The authors conclude:

These data suggest that extremely dose-escalated radiotherapy with ADT might be the optimal upfront treatment for patients with biopsy GS 9–10 prostate cancer.

It will come as no surprise to readers that EBRT + BT boost has better outcomes than EBRT alone (see this link and this one). Dose escalation has been found to improve outcomes, and the use of ADT to radiosensitize the cancer, and to systemically clear up micrometastasis, seems to improve outcomes still further. However, ADT for as long as 2 years could not compensate for the lower radiation dose of EBRT used by itself. Longer duration of ADT was not associated with improved outcomes after accounting for the dose effect.

Those who were treated with EBRT + BT were at a considerable disadvantage in this study: they were older, had worse disease characteristics, and were given less local salvage, yet they performed much better. When controlling for those disparities, the total radiation dose emerged as the single most important variable, affecting biochemical recurrence, metastases-free survival, and prostate cancer-specific survival. No other variable – neither duration of ADT nor adjuvant/salvage radiation – was statistically significant.

Prostate cancer-specific mortality rates were cut in half by combining EBRT with a BT boost. While the combination therapy did not make a statistically significant difference in prostate cancer-specific survival, the study was probably under-powered to detect that with statistical significance. The survival curves between EBRT + BT and the other two therapies did consistently diverge throughout the follow-up period, so the difference might well be statistically significant on a larger sample size or longer follow-up.

Not everyone in this study received optimal therapy. The EBRT-only dose was sometimes low by today’s standards, salvage radiation was under-utilized, use of concurrent ADT with adjuvant/salvage radiation was low (see this link) and of too-short duration.  However, most were treated according to the standards of care. The authors looked at the subset of patients who were treated optimally and found no difference in conclusions. The conclusions were robust even excluding those who were lymph-node positive.

What is new here is the comparison of the three potentially curative treatments for very high-risk prostate cancer in the 21st Century. There have been several long-term database analyses that compared surgery to radiation therapy as offered in the 1990s, when radiation doses were often inadequate to achieve cures. We recently saw a comparative benefit to radiation over surgery in the modern era among high-risk patients at the University of Alabama Birmingham (see this link). Ideally, we would like to see a randomized comparative trial between surgery and radiation, but that is unlikely to occur. Meanwhile, this kind of analysis is about the best we have to inform our treatment decisions.

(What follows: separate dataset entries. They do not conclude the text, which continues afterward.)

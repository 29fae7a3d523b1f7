// Copyright (c) 2024-2026 Martin Schröder <info@swedishembedded.com>
//
// SPDX-License-Identifier: MIT
//! Trigger pattern (§6.4): `@<assistant_name>` addressed at the start of a
//! message, matched case-insensitively with a word-boundary suffix.

use regex::Regex;

/// A compiled trigger pattern for one assistant name.
pub struct TriggerPattern {
    regex: Regex,
}

impl TriggerPattern {
    /// Build the pattern for `assistant_name`. The name is regex-escaped so
    /// names containing characters like `.` or `+` are matched literally.
    pub fn new(assistant_name: &str) -> Self {
        let escaped = regex::escape(assistant_name);
        let pattern = format!(r"(?i)^@{escaped}\b");
        let regex = Regex::new(&pattern).expect("trigger pattern must compile");
        Self { regex }
    }

    /// `true` iff `text` starts with `@<assistant_name>` (case-insensitive,
    /// word-boundary suffix).
    pub fn matches(&self, text: &str) -> bool {
        self.regex.is_match(text)
    }
}

/// A group receives a message iff it is main, or the trigger matches (§6.4).
pub fn is_addressed(is_main: bool, require_trigger: bool, trigger: &TriggerPattern, text: &str) -> bool {
    if is_main && !require_trigger {
        return true;
    }
    trigger.matches(text)
}

#[cfg(test)]
mod tests {
    use super::*;

    #[test]
    fn matches_case_insensitively_with_word_boundary() {
        let t = TriggerPattern::new("Andy");
        assert!(t.matches("@Andy hello"));
        assert!(t.matches("@andy hello"));
        assert!(t.matches("@Andy!"));
    }

    #[test]
    fn rejects_non_prefix_or_suffix_glued_matches() {
        let t = TriggerPattern::new("Andy");
        assert!(!t.matches("Andy hello"));
        assert!(!t.matches("hello @Andy"));
        assert!(!t.matches("@Andyxxx"));
    }

    #[test]
    fn regex_escapes_special_characters_in_name() {
        let t = TriggerPattern::new("A.I.");
        assert!(t.matches("@A.I. hi"));
        // Without escaping, `.` would also match `@AxIx hi`; it must not.
        assert!(!t.matches("@AxIx hi"));
    }

    #[test]
    fn main_group_is_always_addressed_unless_trigger_required() {
        let t = TriggerPattern::new("Andy");
        assert!(is_addressed(true, false, &t, "no trigger here"));
        assert!(!is_addressed(true, true, &t, "no trigger here"));
        assert!(is_addressed(true, true, &t, "@Andy hi"));
    }

    #[test]
    fn non_main_group_always_requires_trigger() {
        let t = TriggerPattern::new("Andy");
        assert!(!is_addressed(false, false, &t, "no trigger here"));
        assert!(is_addressed(false, false, &t, "@Andy hi"));
    }
}
// Copyright (c) 2024-2026 Martin Schröder <info@swedishembedded.com>
//
// SPDX-License-Identifier: MIT
use anyhow::Result;
use rusqlite::{params, Connection, OptionalExtension};

use crate::pool::StorePool;

#[derive(Debug, Clone, PartialEq, Eq)]
pub struct Chat {
    pub chat_id: String,
    pub display_name: String,
    pub last_message_time: i64,
}

/// Insert or update a chat's display name, advancing `last_message_time`
/// monotonically (never moving it backwards on an out-of-order upsert).
pub fn upsert_chat_sync(
    conn: &Connection,
    chat_id: &str,
    display_name: &str,
    message_time: i64,
) -> rusqlite::Result<()> {
    conn.execute(
        "INSERT INTO chats (chat_id, display_name, last_message_time)
         VALUES (?1, ?2, ?3)
         ON CONFLICT(chat_id) DO UPDATE SET
             display_name = excluded.display_name,
             last_message_time = MAX(chats.last_message_time, excluded.last_message_time)",
        params![chat_id, display_name, message_time],
    )?;
    Ok(())
}

pub fn get_chat_sync(conn: &Connection, chat_id: &str) -> rusqlite::Result<Option<Chat>> {
    conn.query_row(
        "SELECT chat_id, display_name, last_message_time FROM chats WHERE chat_id = ?1",
        params![chat_id],
        |row| {
            Ok(Chat {
                chat_id: row.get(0)?,
                display_name: row.get(1)?,
                last_message_time: row.get(2)?,
            })
        },
    )
    .optional()
}

impl StorePool {
    pub async fn upsert_chat(&self, chat_id: String, display_name: String, message_time: i64) -> Result<()> {
        self.interact_with_retry(move |conn| {
            upsert_chat_sync(conn, &chat_id, &display_name, message_time)?;
            Ok(())
        })
        .await
    }

    pub async fn get_chat(&self, chat_id: String) -> Result<Option<Chat>> {
        self.interact(move |conn| Ok(get_chat_sync(conn, &chat_id)?)).await
    }
}
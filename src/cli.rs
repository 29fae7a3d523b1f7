// Copyright (c) 2024-2026 Martin Schröder <info@swedishembedded.com>
//
// SPDX-License-Identifier: MIT
//! Command-line surface (§12): a headless daemon with a couple of
//! operator subcommands for inspecting configuration before it commits to
//! running anything.

use std::path::PathBuf;

use clap::{Parser, Subcommand};

#[derive(Debug, Parser)]
#[command(name = "nanoclaw", about = "Multi-tenant conversational-assistant dispatch core")]
pub struct Cli {
    /// Explicit config file, applied on top of the search-path layers (§12).
    #[arg(long, global = true)]
    pub config: Option<PathBuf>,

    /// Repeat for more verbose logging: `-v` debug, `-vv` trace.
    #[arg(short, long, action = clap::ArgAction::Count, global = true)]
    pub verbose: u8,

    #[command(subcommand)]
    pub command: Option<Commands>,
}

#[derive(Debug, Subcommand)]
pub enum Commands {
    /// Load and validate the resolved configuration, then exit.
    Validate,
    /// Print the fully resolved configuration as YAML and exit.
    ShowConfig,
}
// Copyright (c) 2024-2026 Martin Schröder <info@swedishembedded.com>
//
// SPDX-License-Identifier: MIT
//! `pause_task`, `resume_task`, `cancel_task` (§4.8).

use std::sync::Arc;

use async_trait::async_trait;
use nanoclaw_store::{ScheduledTask, StorePool, TaskStatus};
use serde_json::{json, Value};

use crate::tool::{Tool, ToolCall, ToolOutput};

fn schema() -> Value {
    json!({
        "type": "object",
        "properties": {
            "task_id": {"type": "string"},
        },
        "required": ["task_id"],
    })
}

/// A caller may act on a task if they created it or if they are main.
fn is_authorized(call: &ToolCall, task: &ScheduledTask) -> bool {
    call.is_main || task.group_folder == call.group_folder
}

async fn find_owned_task(store: &StorePool, call: &ToolCall) -> Result<ScheduledTask, ToolOutput> {
    let task_id = match call.args.get("task_id").and_then(Value::as_str) {
        Some(id) => id.to_string(),
        None => return Err(ToolOutput::error(&call.id, &call.name, "Missing field: task_id")),
    };
    match store.get_task(task_id.clone()).await {
        Ok(Some(task)) if is_authorized(call, &task) => Ok(task),
        Ok(Some(_)) => Err(ToolOutput::error(&call.id, &call.name, "Permission denied")),
        Ok(None) => Err(ToolOutput::error(&call.id, &call.name, format!("No such task: {task_id}"))),
        Err(e) => {
            tracing::error!(error = %e, "task lookup failed");
            Err(ToolOutput::error(&call.id, &call.name, "Function execution failed"))
        }
    }
}

pub struct PauseTaskTool {
    store: Arc<StorePool>,
}

impl PauseTaskTool {
    pub fn new(store: Arc<StorePool>) -> Self {
        Self { store }
    }
}

#[async_trait]
impl Tool for PauseTaskTool {
    fn name(&self) -> &str {
        "pause_task"
    }

    fn description(&self) -> &str {
        "Pause an active scheduled task so it no longer fires."
    }

    fn parameters_schema(&self) -> Value {
        schema()
    }

    async fn execute(&self, call: &ToolCall) -> ToolOutput {
        let task = match find_owned_task(&self.store, call).await {
            Ok(task) => task,
            Err(out) => return out,
        };
        match self.store.set_task_status(task.id.clone(), TaskStatus::Paused).await {
            Ok(()) => ToolOutput::ok(&call.id, &call.name, json!({"success": true, "task_id": task.id})),
            Err(e) => {
                tracing::error!(error = %e, task_id = %task.id, "pause_task: store write failed");
                ToolOutput::error(&call.id, &call.name, "Function execution failed")
            }
        }
    }
}

pub struct ResumeTaskTool {
    store: Arc<StorePool>,
}

impl ResumeTaskTool {
    pub fn new(store: Arc<StorePool>) -> Self {
        Self { store }
    }
}

#[async_trait]
impl Tool for ResumeTaskTool {
    fn name(&self) -> &str {
        "resume_task"
    }

    fn description(&self) -> &str {
        "Resume a paused scheduled task."
    }

    fn parameters_schema(&self) -> Value {
        schema()
    }

    async fn execute(&self, call: &ToolCall) -> ToolOutput {
        let task = match find_owned_task(&self.store, call).await {
            Ok(task) => task,
            Err(out) => return out,
        };
        match self.store.set_task_status(task.id.clone(), TaskStatus::Active).await {
            Ok(()) => ToolOutput::ok(&call.id, &call.name, json!({"success": true, "task_id": task.id})),
            Err(e) => {
                tracing::error!(error = %e, task_id = %task.id, "resume_task: store write failed");
                ToolOutput::error(&call.id, &call.name, "Function execution failed")
            }
        }
    }
}

pub struct CancelTaskTool {
    store: Arc<StorePool>,
}

impl CancelTaskTool {
    pub fn new(store: Arc<StorePool>) -> Self {
        Self { store }
    }
}

#[async_trait]
impl Tool for CancelTaskTool {
    fn name(&self) -> &str {
        "cancel_task"
    }

    fn description(&self) -> &str {
        "Permanently cancel a scheduled task, removing it."
    }

    fn parameters_schema(&self) -> Value {
        schema()
    }

    async fn execute(&self, call: &ToolCall) -> ToolOutput {
        let task = match find_owned_task(&self.store, call).await {
            Ok(task) => task,
            Err(out) => return out,
        };
        match self.store.delete_task(task.id.clone()).await {
            Ok(()) => ToolOutput::ok(&call.id, &call.name, json!({"success": true, "task_id": task.id})),
            Err(e) => {
                tracing::error!(error = %e, task_id = %task.id, "cancel_task: store write failed");
                ToolOutput::error(&call.id, &call.name, "Function execution failed")
            }
        }
    }
}

#[cfg(test)]
mod tests {
    use super::*;

    fn call(group_folder: &str, is_main: bool, task_id: &str) -> ToolCall {
        ToolCall {
            id: "1".into(),
            name: "pause_task".into(),
            args: json!({"task_id": task_id}),
            group_folder: group_folder.into(),
            chat_id: "c1".into(),
            is_main,
        }
    }

    fn sample(id: &str, group_folder: &str) -> ScheduledTask {
        ScheduledTask {
            id: id.into(),
            group_folder: group_folder.into(),
            chat_id: "c1".into(),
            prompt: "ping".into(),
            schedule_kind: "interval".into(),
            schedule_value: "1000".into(),
            context_mode: nanoclaw_store::ContextMode::Isolated,
            next_run: Some(1000),
            last_run: None,
            last_result: None,
            status: TaskStatus::Active,
            created_at: 0,
        }
    }

    #[tokio::test]
    async fn pause_then_resume_round_trips_status() {
        let store = Arc::new(StorePool::open_in_memory().await.unwrap());
        store.create_task(sample("t1", "main")).await.unwrap();

        let pause = PauseTaskTool::new(store.clone());
        let out = pause.execute(&call("main", true, "t1")).await;
        assert!(!out.is_error(), "{:?}", out.response);
        let task = store.get_task("t1".into()).await.unwrap().unwrap();
        assert_eq!(task.status, TaskStatus::Paused);

        let resume = ResumeTaskTool::new(store.clone());
        let out = resume.execute(&call("main", true, "t1")).await;
        assert!(!out.is_error());
        let task = store.get_task("t1".into()).await.unwrap().unwrap();
        assert_eq!(task.status, TaskStatus::Active);
    }

    #[tokio::test]
    async fn cancel_deletes_task() {
        let store = Arc::new(StorePool::open_in_memory().await.unwrap());
        store.create_task(sample("t1", "main")).await.unwrap();
        let cancel = CancelTaskTool::new(store.clone());
        let out = cancel.execute(&call("main", true, "t1")).await;
        assert!(!out.is_error());
        assert!(store.get_task("t1".into()).await.unwrap().is_none());
    }

    #[tokio::test]
    async fn non_owner_non_main_is_denied() {
        let store = Arc::new(StorePool::open_in_memory().await.unwrap());
        store.create_task(sample("t1", "groupA")).await.unwrap();
        let pause = PauseTaskTool::new(store.clone());
        let out = pause.execute(&call("groupB", false, "t1")).await;
        assert!(out.is_error());
        assert_eq!(out.response["error"], "Permission denied");
    }

    #[tokio::test]
    async fn owner_group_may_act_without_being_main() {
        let store = Arc::new(StorePool::open_in_memory().await.unwrap());
        store.create_task(sample("t1", "groupA")).await.unwrap();
        let pause = PauseTaskTool::new(store.clone());
        let out = pause.execute(&call("groupA", false, "t1")).await;
        assert!(!out.is_error());
    }

    #[tokio::test]
    async fn missing_task_reports_error() {
        let store = Arc::new(StorePool::open_in_memory().await.unwrap());
        let pause = PauseTaskTool::new(store.clone());
        let out = pause.execute(&call("main", true, "nope")).await;
        assert!(out.is_error());
    }
}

We understand that a future, expanded analysis will include data from other institutions, including Harvard, the Cleveland Clinic, and Memorial Sloan-Kettering Cancer Center. That analysis will also include toxicity data. We will certainly report on that when it is published.

note: Thanks to Drs. King and Kishan for allowing me to see the full text of this analysis, and responding to questions.